Under New Jersey’s Law Against Discrimination (LAD), when an employee suffers injury due to their employer’s failure to accommodate his or her disability, the employer is liable for discrimination under LAD even when no direct economic harm or other form of adverse employment action was taken by the employer against the employee. Richter v. Oakland Board of Education, 2021 N.J. LEXIS 548, 2021 WL 2324982 (decided June 8, 2021). This is because the wrongful discriminatory act under LAD is the employer’s failure to perform its duty to accommodate an employee’s disability such as the one suffered by schoolteacher Mary Richter.
Plaintiff Mary Richter, a science teacher in the Oakland School District, is a type 1 diabetic and experienced a hypoglycemic event in a classroom, which resulted in severe, life-altering injuries.
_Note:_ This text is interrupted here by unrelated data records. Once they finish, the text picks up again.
//! Named transforms between the four coordinate spaces.

use std::cell::OnceCell;

use mosaic_shared::{CanvasPoint, GridPoint, Rect, ScreenPoint, Size, Vec2, WorkspacePoint};

use super::config::CoordinateSystemConfig;
use super::transform::Transforms;
use crate::error::{CoordinateSpace, DomainError, DomainResult};

macro_rules! finite {
    ($space:expr, $p:expr) => {
        if !$p.is_finite() {
            return Err(DomainError::NonFiniteCoordinate {
                space: $space,
                x: $p.x,
                y: $p.y,
            });
        }
    };
}

/// Transforms between screen, canvas, grid and workspace space.
///
/// Stateless per config: the only state is a lazily built transform cache,
/// dropped whenever [`set_config`](Self::set_config) replaces the snapshot.
/// Every transform taking a float point rejects NaN and infinity with a
/// [`DomainError`].
#[derive(Debug)]
pub struct CoordinateSystem {
    config: CoordinateSystemConfig,
    cache: OnceCell<Transforms>,
}

impl CoordinateSystem {
    /// Creates a coordinate system over a validated config.
    #[must_use]
    pub fn new(config: CoordinateSystemConfig) -> Self {
        Self {
            config,
            cache: OnceCell::new(),
        }
    }

    /// Current config snapshot.
    #[must_use]
    pub fn config(&self) -> &CoordinateSystemConfig {
        &self.config
    }

    /// Replaces the config snapshot and invalidates cached transforms.
    pub fn set_config(&mut self, config: CoordinateSystemConfig) {
        self.config = config;
        self.cache = OnceCell::new();
    }

    #[inline]
    fn transforms(&self) -> &Transforms {
        self.cache.get_or_init(|| Transforms::build(&self.config))
    }

    // =========================================================================
    // SCREEN <-> CANVAS
    // =========================================================================

    /// Device-pixel input position to logical canvas position.
    ///
    /// # Errors
    ///
    /// [`DomainError`] if the point is not finite.
    pub fn screen_to_canvas(&self, p: ScreenPoint) -> DomainResult<CanvasPoint> {
        finite!(CoordinateSpace::Screen, p);
        let (x, y) = self.transforms().canvas_to_screen.unapply(p.x, p.y);
        Ok(CanvasPoint::new(x, y))
    }

    /// Logical canvas position to device pixels.
    ///
    /// # Errors
    ///
    /// [`DomainError`] if the point is not finite.
    pub fn canvas_to_screen(&self, p: CanvasPoint) -> DomainResult<ScreenPoint> {
        finite!(CoordinateSpace::Canvas, p);
        let (x, y) = self.transforms().canvas_to_screen.apply(p.x, p.y);
        Ok(ScreenPoint::new(x, y))
    }

    // =========================================================================
    // CANVAS <-> GRID
    // =========================================================================

    /// Cell containing `p`, clamped into the grid.
    ///
    /// Out-of-range input snaps to the nearest edge cell, so the result is
    /// always a valid cell.
    ///
    /// # Errors
    ///
    /// [`DomainError`] if the point is not finite.
    #[allow(clippy::cast_possible_truncation)]
    pub fn canvas_to_grid(&self, p: CanvasPoint) -> DomainResult<GridPoint> {
        finite!(CoordinateSpace::Canvas, p);
        let cell = self.transforms().cell;
        let max_col = f64::from(self.config.grid_cols() - 1);
        let max_row = f64::from(self.config.grid_rows() - 1);
        let col = (p.x / cell.width).floor().clamp(0.0, max_col);
        let row = (p.y / cell.height).floor().clamp(0.0, max_row);
        Ok(GridPoint::new(col as i32, row as i32))
    }

    /// Center of the cell at `g`.
    #[must_use]
    pub fn grid_to_canvas(&self, g: GridPoint) -> CanvasPoint {
        let cell = self.transforms().cell;
        CanvasPoint::new(
            (f64::from(g.x) + 0.5) * cell.width,
            (f64::from(g.y) + 0.5) * cell.height,
        )
    }

    // =========================================================================
    // CANVAS <-> WORKSPACE
    // =========================================================================

    /// Applies zoom, then pan.
    ///
    /// # Errors
    ///
    /// [`DomainError`] if the point is not finite.
    pub fn canvas_to_workspace(&self, p: CanvasPoint) -> DomainResult<WorkspacePoint> {
        finite!(CoordinateSpace::Canvas, p);
        let (x, y) = self.transforms().canvas_to_workspace.apply(p.x, p.y);
        Ok(WorkspacePoint::new(x, y))
    }

    /// Removes pan, then zoom.
    ///
    /// # Errors
    ///
    /// [`DomainError`] if the point is not finite.
    pub fn workspace_to_canvas(&self, p: WorkspacePoint) -> DomainResult<CanvasPoint> {
        finite!(CoordinateSpace::Workspace, p);
        let (x, y) = self.transforms().canvas_to_workspace.unapply(p.x, p.y);
        Ok(CanvasPoint::new(x, y))
    }

    // =========================================================================
    // COMPOSITES
    // =========================================================================

    /// Screen to grid via canvas.
    ///
    /// # Errors
    ///
    /// [`DomainError`] if the point is not finite.
    pub fn screen_to_grid(&self, p: ScreenPoint) -> DomainResult<GridPoint> {
        self.canvas_to_grid(self.screen_to_canvas(p)?)
    }

    /// Center of a cell in device pixels.
    #[must_use]
    pub fn grid_to_screen(&self, g: GridPoint) -> ScreenPoint {
        let c = self.grid_to_canvas(g);
        let (x, y) = self.transforms().canvas_to_screen.apply(c.x, c.y);
        ScreenPoint::new(x, y)
    }

    /// Screen to workspace via canvas.
    ///
    /// # Errors
    ///
    /// [`DomainError`] if the point is not finite.
    pub fn screen_to_workspace(&self, p: ScreenPoint) -> DomainResult<WorkspacePoint> {
        self.canvas_to_workspace(self.screen_to_canvas(p)?)
    }

    /// Workspace to screen via canvas.
    ///
    /// # Errors
    ///
    /// [`DomainError`] if the point is not finite.
    pub fn workspace_to_screen(&self, p: WorkspacePoint) -> DomainResult<ScreenPoint> {
        self.canvas_to_screen(self.workspace_to_canvas(p)?)
    }

    // =========================================================================
    // PREDICATES & GEOMETRY
    // =========================================================================

    /// True if `g` names a cell inside the grid.
    #[must_use]
    pub fn is_valid_grid_point(&self, g: GridPoint) -> bool {
        u32::try_from(g.x).is_ok_and(|x| x < self.config.grid_cols())
            && u32::try_from(g.y).is_ok_and(|y| y < self.config.grid_rows())
    }

    /// True if `p` is finite and on the canvas (edges included).
    #[must_use]
    pub fn is_valid_canvas_point(&self, p: CanvasPoint) -> bool {
        let size = self.config.canvas_size();
        p.is_finite() && (0.0..=size.width).contains(&p.x) && (0.0..=size.height).contains(&p.y)
    }

    /// True if `p` is finite and inside the workspace bounds (edges included).
    #[must_use]
    pub fn is_valid_workspace_point(&self, p: WorkspacePoint) -> bool {
        let b = self.config.workspace_bounds();
        p.is_finite() && (b.x..=b.right()).contains(&p.x) && (b.y..=b.bottom()).contains(&p.y)
    }

    /// Pulls `p` back inside the workspace bounds.
    ///
    /// # Errors
    ///
    /// [`DomainError`] if the point is not finite.
    pub fn clamp_to_workspace(&self, p: WorkspacePoint) -> DomainResult<WorkspacePoint> {
        finite!(CoordinateSpace::Workspace, p);
        let b = self.config.workspace_bounds();
        Ok(WorkspacePoint::new(
            p.x.clamp(b.x, b.right()),
            p.y.clamp(b.y, b.bottom()),
        ))
    }

    /// Size of one grid cell in canvas units.
    #[must_use]
    pub fn cell_size(&self) -> Size {
        self.transforms().cell
    }

    /// Canvas rectangle covered by cell `g`.
    #[must_use]
    pub fn cell_rect(&self, g: GridPoint) -> Rect {
        let cell = self.transforms().cell;
        Rect::new(
            f64::from(g.x) * cell.width,
            f64::from(g.y) * cell.height,
            cell.width,
            cell.height,
        )
    }

    /// The whole canvas as a rectangle.
    #[must_use]
    pub fn canvas_rect(&self) -> Rect {
        Rect::from_size(self.config.canvas_size())
    }

    /// Device pixels per canvas unit, per axis.
    #[must_use]
    pub fn effective_scale(&self) -> Vec2 {
        let t = &self.transforms().canvas_to_screen;
        Vec2::new(t.sx, t.sy)
    }
}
At the start of the 2012-2013 school year, Richter’s lunch was scheduled for 1:05 p.m. Richter believed such a late lunch would negatively impact her blood sugar levels and asked the defendant, the principal of the school, if the schedule could be changed to allow her to have lunch earlier to better maintain her diabetic condition. No change was made. Richter resorted to ingesting glucose tablets to maintain her blood sugar levels. An adjustment was made during the second marking period; however, in the third marking period, Richter was again scheduled for lunch at 1:05 p.m. In that third marking period, Richter suffered a hypoglycemic event in the class period before her scheduled lunch, seizing up, losing consciousness, and striking her head upon her fall, which resulted in extensive bleeding and injury. Richter was not terminated, demoted, or reassigned to another position, but filed an action against the school board under the LAD for failure to accommodate her disability. Prior to filing an action under the LAD, Richter filed a workers’ compensation claim for the work-related injuries and recovered for her medical bills and disability benefits.
Under the LAD, there is no explicit section addressing a reasonable accommodation or claim; however, New Jersey courts have consistently found the LAD requires employers to reasonably accommodate for an employee’s disability. Royster v. NJ State Police, 227 N.J. 482, 499 (2017). An employer is obligated to accommodate for an employee’s disability “unless it would impose an undue hardship on the operation on the business.” Potente, 187 N.J. at 110 (quoting N.J.A.C. 13:13-2.5(b)). To establish a failure-to-accommodate claim under the LAD, a plaintiff must establish that he or she (1) qualifies as an individual with a disability or is perceived as having a disability; (2) is qualified to perform the essential functions of the job with or without reasonable accommodation; and (3) that the defendant failed to reasonably accommodate his or her disabilities. Royster, 227 N.J. at 500.